= Word of wisdom =

Spiritual gift in Christianity

In Christianity, the word of wisdom is a spiritual gift listed in 1 Corinthians 12:8. The function that this gift is given varies. Some Christians see in this gift a prophetic-like function. Others see in the word of wisdom a teaching function. This gift is closely related with the gift of the word of knowledge.

==Description==
Commentators have often placed this gift within the larger context of the biblical wisdom tradition, especially references to God’s secret wisdom in 1 Corinthians 2:6-10 and elsewhere in the letter. The secret wisdom pertains to the Gospel that Paul preached. This wisdom relates to that which God had previously hidden and destined for the glory of believers. It is a wisdom that speaks of those things that God has prepared for those who love him. These emphases from the broader context of the Corinthian letter could imply that the word of wisdom involves insight into God's plan of salvation and the proclamation of Christ crucified.

Commentators have noted both a prophetic and a teaching character to the word of wisdom. Among Charismatics, the gift is often defined as a revelation of the Holy Spirit that applies scriptural wisdom to a specific situation that a Christian community faces. According to Pentecostal theologian Donald Gee, "One is deeply conscious that the supremely right thing has been said and the true course of action indicated. No further appeal is desired because the heart rests in a calm satisfaction that the will of God has been revealed".

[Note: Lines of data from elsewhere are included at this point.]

//! HTTP-level tests of the API surface: envelope shape, status mapping,
//! and the admin-token guard.

use actix_web::{test, web, App};
use cinecms_api::routes::configure_routes;
use cinecms_configs::ServerConfig;
use cinecms_core::AppContext;
use cinecms_store::test_utils::InMemoryBackend;
use serde_json::{json, Value};
use std::sync::Arc;

const ADMIN_TOKEN: &str = "test-admin-token";

fn test_context() -> Arc<AppContext> {
    let mut config = ServerConfig::default();
    config.security.admin_token = ADMIN_TOKEN.to_string();
    AppContext::init(Arc::new(InMemoryBackend::new()), config)
}

macro_rules! test_app {
    ($context:expr) => {
        test::init_service(
            App::new()
                .app_data(web::Data::new($context.clone()))
                .configure(configure_routes),
        )
        .await
    };
}

fn bearer() -> (&'static str, String) {
    ("Authorization", format!("Bearer {}", ADMIN_TOKEN))
}

#[actix_web::test]
async fn healthz_is_open() {
    let context = test_context();
    let app = test_app!(context);

    let resp = test::call_service(&app, test::TestRequest::get().uri("/healthz").to_request()).await;
    assert!(resp.status().is_success());
}

#[actix_web::test]
async fn create_page_requires_admin_token() {
    let context = test_context();
    let app = test_app!(context);

    let body = json!({"title": "About", "slug": "about-us", "linkTarget": "ABOUT"});

    let resp = test::call_service(
        &app,
        test::TestRequest::post()
            .uri("/api/pages")
            .set_json(&body)
            .to_request(),
    )
    .await;
    assert_eq!(resp.status(), 401);

    let resp = test::call_service(
        &app,
        test::TestRequest::post()
            .uri("/api/pages")
            .insert_header(("Authorization", "Bearer wrong"))
            .set_json(&body)
            .to_request(),
    )
    .await;
    assert_eq!(resp.status(), 401);

    let resp = test::call_service(
        &app,
        test::TestRequest::post()
            .uri("/api/pages")
            .insert_header(bearer())
            .set_json(&body)
            .to_request(),
    )
    .await;
    assert!(resp.status().is_success());

    let envelope: Value = test::read_body_json(resp).await;
    assert_eq!(envelope["success"], json!(true));
    assert_eq!(envelope["data"]["slug"], json!("about-us"));
    assert_eq!(envelope["data"]["status"], json!("Draft"));
}

#[actix_web::test]
async fn page_publish_cycle_over_http() {
    let context = test_context();
    let app = test_app!(context);

    let create = test::call_service(
        &app,
        test::TestRequest::post()
            .uri("/api/pages")
            .insert_header(bearer())
            .insert_header(("X-User-Id", "editor-1"))
            .set_json(json!({
                "title": "About us",
                "slug": "about-us",
                "linkTarget": "ABOUT",
                "components": [
                    {"type": "Hero", "configuration": {"heading": "Hi"}, "order": 0, "componentId": "c1"}
                ]
            }))
            .to_request(),
    )
    .await;
    let envelope: Value = test::read_body_json(create).await;
    let id = envelope["data"]["id"].as_str().unwrap().to_string();

    // Unpublished pages are not publicly visible
    let resp = test::call_service(
        &app,
        test::TestRequest::get()
            .uri("/api/pages/by-slug/about-us")
            .to_request(),
    )
    .await;
    assert_eq!(resp.status(), 404);

    let publish = test::call_service(
        &app,
        test::TestRequest::post()
            .uri(&format!("/api/pages/{}/publish", id))
            .insert_header(bearer())
            .to_request(),
    )
    .await;
    assert!(publish.status().is_success());
    let envelope: Value = test::read_body_json(publish).await;
    assert_eq!(envelope["data"]["isPublished"], json!(true));

    let resp = test::call_service(
        &app,
        test::TestRequest::get()
            .uri("/api/pages/by-slug/about-us")
            .to_request(),
    )
    .await;
    assert!(resp.status().is_success());
    let envelope: Value = test::read_body_json(resp).await;
    assert_eq!(envelope["data"]["id"], json!(id));

    // Publishing again is an invalid state → 400
    let resp = test::call_service(
        &app,
        test::TestRequest::post()
            .uri(&format!("/api/pages/{}/publish", id))
            .insert_header(bearer())
            .to_request(),
    )
    .await;
    assert_eq!(resp.status(), 400);
}

#[actix_web::test]
async fn update_with_mismatched_id_is_rejected() {
    let context = test_context();
    let app = test_app!(context);

    let resp = test::call_service(
        &app,
        test::TestRequest::put()
            .uri("/api/pages/abc")
            .insert_header(bearer())
            .set_json(json!({
                "id": "different",
                "title": "T",
                "slug": "t",
                "linkTarget": "T"
            }))
            .to_request(),
    )
    .await;
    assert_eq!(resp.status(), 400);

    let envelope: Value = test::read_body_json(resp).await;
    assert_eq!(envelope["success"], json!(false));
    assert_eq!(envelope["message"], json!("ID mismatch"));
}

#[actix_web::test]
async fn invalid_page_payload_returns_field_errors() {
    let context = test_context();
    let app = test_app!(context);

    let resp = test::call_service(
        &app,
        test::TestRequest::post()
            .uri("/api/pages")
            .insert_header(bearer())
            .set_json(json!({"title": "", "slug": "Bad Slug", "linkTarget": "bad-target"}))
            .to_request(),
    )
    .await;
    assert_eq!(resp.status(), 400);

    let envelope: Value = test::read_body_json(resp).await;
    assert_eq!(envelope["success"], json!(false));
    assert_eq!(envelope["errors"].as_array().unwrap().len(), 3);
}

#[actix_web::test]
async fn job_endpoints_enforce_running_guard_statuses() {
    let context = test_context();
    let app = test_app!(context);

    let create = test::call_service(
        &app,
        test::TestRequest::post()
            .uri("/api/jobs")
            .insert_header(bearer())
            .set_json(json!({
                "name": "Nightly sitemap",
                "type": "generate_sitemap",
                "scheduleType": "recurring",
                "cronExpression": "0 0 3 * * *",
                "startImmediately": true
            }))
            .to_request(),
    )
    .await;
    assert!(create.status().is_success());
    let envelope: Value = test::read_body_json(create).await;
    let id = envelope["data"]["id"].as_str().unwrap().to_string();
    assert_eq!(envelope["data"]["status"], json!("Pending"));

    // Cancel a pending job: allowed, next run cleared
    let cancel = test::call_service(
        &app,
        test::TestRequest::post()
            .uri(&format!("/api/jobs/{}/cancel", id))
            .insert_header(bearer())
            .to_request(),
    )
    .await;
    assert!(cancel.status().is_success());
    let envelope: Value = test::read_body_json(cancel).await;
    assert_eq!(envelope["data"]["status"], json!("Cancelled"));
    assert!(envelope["data"].get("nextRun").is_none());

    // Start it again
    let start = test::call_service(
        &app,
        test::TestRequest::post()
            .uri(&format!("/api/jobs/{}/start", id))
            .insert_header(bearer())
            .to_request(),
    )
    .await;
    assert!(start.status().is_success());

    let list = test::call_service(
        &app,
        test::TestRequest::get()
            .uri("/api/jobs?status=pending")
            .to_request(),
    )
    .await;
    let envelope: Value = test::read_body_json(list).await;
    assert_eq!(envelope["data"].as_array().unwrap().len(), 1);
}

#[actix_web::test]
async fn unknown_job_type_is_a_validation_error() {
    let context = test_context();
    let app = test_app!(context);

    let resp = test::call_service(
        &app,
        test::TestRequest::post()
            .uri("/api/jobs")
            .insert_header(bearer())
            .set_json(json!({
                "name": "Mystery",
                "type": "defragment_moon",
                "scheduleType": "run_once"
            }))
            .to_request(),
    )
    .await;
    assert_eq!(resp.status(), 400);
}

#[actix_web::test]
async fn missing_job_is_404() {
    let context = test_context();
    let app = test_app!(context);

    let resp = test::call_service(
        &app,
        test::TestRequest::get().uri("/api/jobs/nope").to_request(),
    )
    .await;
    assert_eq!(resp.status(), 404);
}

#[actix_web::test]
async fn movie_catalog_round_trip() {
    let context = test_context();
    let app = test_app!(context);

    let resp = test::call_service(
        &app,
        test::TestRequest::post()
            .uri("/api/movies")
            .insert_header(bearer())
            .set_json(json!({"title": "Alien", "slug": "alien", "genres": ["Horror"]}))
            .to_request(),
    )
    .await;
    assert!(resp.status().is_success());

    let resp = test::call_service(
        &app,
        test::TestRequest::get()
            .uri("/api/movies/by-slug/alien")
            .to_request(),
    )
    .await;
    assert!(resp.status().is_success());
    let envelope: Value = test::read_body_json(resp).await;
    assert_eq!(envelope["data"]["title"], json!("Alien"));

    let resp = test::call_service(
        &app,
        test::TestRequest::get()
            .uri("/api/movies?searchTerm=ali")
            .to_request(),
    )
    .await;
    let envelope: Value = test::read_body_json(resp).await;
    assert_eq!(envelope["data"]["totalCount"], json!(1));
}

#[actix_web::test]
async fn feature_flag_round_trip() {
    let context = test_context();
    let app = test_app!(context);

    let resp = test::call_service(
        &app,
        test::TestRequest::put()
            .uri("/api/feature-flags/new-homepage")
            .insert_header(bearer())
            .set_json(json!({"name": "New homepage", "isEnabled": true}))
            .to_request(),
    )
    .await;
    assert!(resp.status().is_success());

    let resp = test::call_service(
        &app,
        test::TestRequest::get()
            .uri("/api/feature-flags/new-homepage")
            .to_request(),
    )
    .await;
    let envelope: Value = test::read_body_json(resp).await;
    assert_eq!(envelope["data"]["isEnabled"], json!(true));
    assert_eq!(envelope["data"]["audiencePercentage"], json!(100));
}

Some commentators translate the term as "teaching of wisdom" and prefer to focus on the gift's function in teaching the truths of scripture. The Catholic Encyclopedia defines it as "the grace of propounding the Faith effectively, of bringing home to the minds and hearts of the listener with Divine persuasiveness, the hidden mysteries and the moral precepts of Christianity". Donald Gee writes:

there ofttimes comes shining forth a revelation in words that make our hearts burn within us. Many of us have experienced the holy awe and the thrilling exaltation of spirit that accompanies a ministry of the spiritual gift of the word of wisdom on these lines. We have recognized once again 'not the words which man's wisdom teacheth, but which the Holy Ghost teacheth.' And with the recognition has come a deep thankfulness that these glorious ministrations of the Spirit are still active in the church.